//! Identifiers, simulated hashes and addresses.
//!
//! Nothing here is cryptographic. Transaction hashes and addresses are
//! random hex strings that only look like their Ethereum counterparts, and
//! entity ids are `{prefix}_{unix_millis}_{suffix}` strings whose
//! uniqueness is probabilistic.

use chrono::{DateTime, Utc};
use rand::RngCore;
use serde::{Deserialize, Serialize};

/// Number of hex digits in a transaction hash (after `0x`).
pub const TX_HASH_HEX_LEN: usize = 64;

/// Number of hex digits in an address (after `0x`).
pub const ADDRESS_HEX_LEN: usize = 40;

/// Random lowercase hex string of `bytes * 2` digits.
fn random_hex<R: RngCore + ?Sized>(rng: &mut R, bytes: usize) -> String {
    let mut buf = vec![0u8; bytes];
    rng.fill_bytes(&mut buf);
    hex::encode(buf)
}

/// `0x` followed by exactly `digits` hex characters, either case.
fn is_prefixed_hex(s: &str, digits: usize) -> bool {
    match s.strip_prefix("0x") {
        Some(body) => body.len() == digits && body.bytes().all(|b| b.is_ascii_hexdigit()),
        None => false,
    }
}

/// Simulated transaction hash: `0x` + 64 hex digits.
#[derive(Debug, Clone, PartialEq, Eq, PartialOrd, Ord, Hash, Serialize, Deserialize)]
#[serde(transparent)]
pub struct TxHash(pub String);

impl TxHash {
    /// Wrap an existing hash string without validation.
    pub fn new(hash: impl Into<String>) -> Self {
        Self(hash.into())
    }

    /// Generate a hash from the given random source.
    pub fn generate<R: RngCore + ?Sized>(rng: &mut R) -> Self {
        Self(format!("0x{}", random_hex(rng, TX_HASH_HEX_LEN / 2)))
    }

    /// Generate a hash from the thread-local RNG.
    pub fn random() -> Self {
        Self::generate(&mut rand::thread_rng())
    }

    /// Get the hash as a string.
    pub fn as_str(&self) -> &str {
        &self.0
    }

    /// Check the `0x` + 64 hex digit shape.
    pub fn is_well_formed(&self) -> bool {
        is_prefixed_hex(&self.0, TX_HASH_HEX_LEN)
    }
}

impl std::fmt::Display for TxHash {
    fn fmt(&self, f: &mut std::fmt::Formatter<'_>) -> std::fmt::Result {
        write!(f, "{}", self.0)
    }
}

impl From<&str> for TxHash {
    fn from(s: &str) -> Self {
        Self::new(s)
    }
}

impl From<String> for TxHash {
    fn from(s: String) -> Self {
        Self(s)
    }
}

/// Wallet or contract address: `0x` + 40 hex digits.
///
/// Comparison is exact and case-sensitive; the ledger never lowercases.
#[derive(Debug, Clone, PartialEq, Eq, PartialOrd, Ord, Hash, Serialize, Deserialize)]
#[serde(transparent)]
pub struct Address(pub String);

impl Address {
    /// Wrap an existing address string without validation.
    pub fn new(address: impl Into<String>) -> Self {
        Self(address.into())
    }

    /// Generate an address from the given random source.
    pub fn generate<R: RngCore + ?Sized>(rng: &mut R) -> Self {
        Self(format!("0x{}", random_hex(rng, ADDRESS_HEX_LEN / 2)))
    }

    /// Generate an address from the thread-local RNG.
    pub fn random() -> Self {
        Self::generate(&mut rand::thread_rng())
    }

    /// Get the address as a string.
    pub fn as_str(&self) -> &str {
        &self.0
    }

    /// Check the `0x` + 40 hex digit shape.
    pub fn is_well_formed(&self) -> bool {
        is_prefixed_hex(&self.0, ADDRESS_HEX_LEN)
    }

    /// Display form, see [`shorten_address`].
    pub fn short(&self) -> String {
        shorten_address(&self.0)
    }
}

impl std::fmt::Display for Address {
    fn fmt(&self, f: &mut std::fmt::Formatter<'_>) -> std::fmt::Result {
        write!(f, "{}", self.0)
    }
}

impl From<&str> for Address {
    fn from(s: &str) -> Self {
        Self::new(s)
    }
}

impl From<String> for Address {
    fn from(s: String) -> Self {
        Self(s)
    }
}

/// Shorten an address to `{first 6}...{last 4}`.
///
/// Inputs shorter than 10 characters are not rejected: the two slices
/// overlap and the output repeats characters (`"0x12"` becomes
/// `"0x12...0x12"`). Callers that care must check the length first.
pub fn shorten_address(address: &str) -> String {
    let chars: Vec<char> = address.chars().collect();
    let head: String = chars.iter().take(6).collect();
    let tail: String = chars[chars.len().saturating_sub(4)..].iter().collect();
    format!("{head}...{tail}")
}

/// Build an entity id `{prefix}_{unix_millis}_{8 hex}`.
pub fn entity_id<R: RngCore + ?Sized>(prefix: &str, at: DateTime<Utc>, rng: &mut R) -> String {
    format!("{}_{}_{}", prefix, at.timestamp_millis(), random_hex(rng, 4))
}

/// Entity id type minted by the ledger.
pub trait GeneratedId: Sized {
    /// Human-readable id prefix.
    const PREFIX: &'static str;

    /// Wrap a raw id string.
    fn from_raw(raw: String) -> Self;

    /// Mint a fresh id.
    fn generate<R: RngCore + ?Sized>(at: DateTime<Utc>, rng: &mut R) -> Self {
        Self::from_raw(entity_id(Self::PREFIX, at, rng))
    }
}

/// Macro for defining opaque string identifiers.
///
/// With a prefix the type also implements [`GeneratedId`].
#[macro_export]
macro_rules! define_id {
    ($name:ident, $desc:expr) => {
        #[doc = concat!("Opaque ", $desc, " identifier.")]
        #[derive(
            Debug,
            Clone,
            PartialEq,
            Eq,
            PartialOrd,
            Ord,
            Hash,
            serde::Serialize,
            serde::Deserialize,
        )]
        #[serde(transparent)]
        pub struct $name(pub String);

        impl $name {
            /// Wrap an existing id string.
            pub fn new(id: impl Into<String>) -> Self {
                Self(id.into())
            }

            /// Get the id as a string.
            pub fn as_str(&self) -> &str {
                &self.0
            }
        }

        impl std::fmt::Display for $name {
            fn fmt(&self, f: &mut std::fmt::Formatter<'_>) -> std::fmt::Result {
                write!(f, "{}", self.0)
            }
        }

        impl From<&str> for $name {
            fn from(s: &str) -> Self {
                Self::new(s)
            }
        }

        impl From<String> for $name {
            fn from(s: String) -> Self {
                Self(s)
            }
        }
    };
    ($name:ident, $desc:expr, $prefix:expr) => {
        $crate::define_id!($name, $desc);

        impl $crate::id::GeneratedId for $name {
            const PREFIX: &'static str = $prefix;

            fn from_raw(raw: String) -> Self {
                Self(raw)
            }
        }
    };
}

define_id!(VehicleId, "vehicle");
define_id!(RecordId, "on-chain record", "record");
define_id!(OwnershipId, "ownership record", "ownership");
define_id!(EscrowId, "escrow", "escrow");
define_id!(TransactionId, "ledger transaction", "tx");
define_id!(IdentityId, "DriveChain identity", "dc");
define_id!(VerificationId, "vehicle verification", "ver");
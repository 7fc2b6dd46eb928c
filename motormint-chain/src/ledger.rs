//! Vehicle ledger orchestration.
//!
//! [`VehicleLedger`] coordinates the stores to implement registration,
//! ownership transfer and the escrow lifecycle. Every public operation takes
//! the store lock once and holds it until it returns, and checks every
//! fallible precondition before its first write, so a failed call leaves
//! the stores untouched.
//!
//! # Escrow effects
//!
//! | status     | effect                                                       |
//! |------------|--------------------------------------------------------------|
//! | COMPLETED  | release hash, ownership to buyer, ESCROW_RELEASE tx to seller |
//! | CANCELLED  | cancel hash, vehicle back to REGISTERED, ESCROW_CANCEL tx     |
//! | DISPUTED   | vehicle LOCKED (strict policy only)                          |
//!
//! Vehicle status updates on create/cancel/dispute are best effort: an
//! escrow may reference a vehicle that was never registered, in which case
//! the update is skipped and logged.

use chrono::{DateTime, Utc};
use motormint_core::{
    explorer_address_link, explorer_tx_link, network, shorten_address, supported_networks,
    Address, BlockchainTransaction, DisputeResolution, DriveChainIdentity, Error, ErrorCode,
    Escrow, EscrowId, EscrowStatus, EscrowTerms, GasEstimate, MaintenanceEntry, NetworkInfo,
    NewEscrow, OwnershipRecord, OwnershipStatus, RegisterVehicle, Registration, Result,
    TokenPrice, TransactionStatus, TransactionType, TransferType, TxHash, VehicleChainData,
    VehicleId, VehicleRecord, VehicleVerification, VerificationEvidence,
};
use parking_lot::Mutex;
use tracing::{debug, info, warn};

use crate::config::{LedgerConfig, TransitionPolicy};
use crate::simulator::ChainSimulator;
use crate::snapshot::LedgerSnapshot;
use crate::store::{LedgerStore, MemoryStore};

/// Orchestration service over the ledger stores.
#[derive(Debug)]
pub struct VehicleLedger<S = MemoryStore> {
    config: LedgerConfig,
    sim: ChainSimulator,
    store: Mutex<S>,
}
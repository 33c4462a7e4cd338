//! Model Context Protocol (MCP) server implementation.
//!
//! Exposes translation lookups and project inspection to AI assistants over
//! stdio.
//!
//! ## Module Structure
//!
//! - `server`: Tool definitions and the stdio entry point
//! - `types`: Tool parameter and result types

mod server;
pub mod types;

pub use server::{PhrasebookMcpServer, run_server};
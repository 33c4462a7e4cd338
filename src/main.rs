use std::process::ExitCode;

use clap::Parser;
use colored::Colorize;
use phrasebook::cli::{Arguments, Command, ExitStatus, init_tracing};

fn main() -> ExitCode {
    let args = Arguments::parse();
    init_tracing(args.verbose());

    if matches!(args.command, Some(Command::Serve)) {
        if let Err(err) = phrasebook::mcp::run_server() {
            eprintln!("{} {:#}", "error:".bold().red(), err);
            return ExitStatus::Error.into();
        }
        return ExitStatus::Success.into();
    }

    match phrasebook::cli::run_cli(args) {
        Ok(status) => status.into(),
        Err(err) => {
            eprintln!("{} {:#}", "error:".bold().red(), err);
            ExitStatus::Error.into()
        }
    }
}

◇ ◇ ◇

» **What is required**: Provide only the count of lines within the entries above that include the string "ExitStatus".

» **Response box**: 4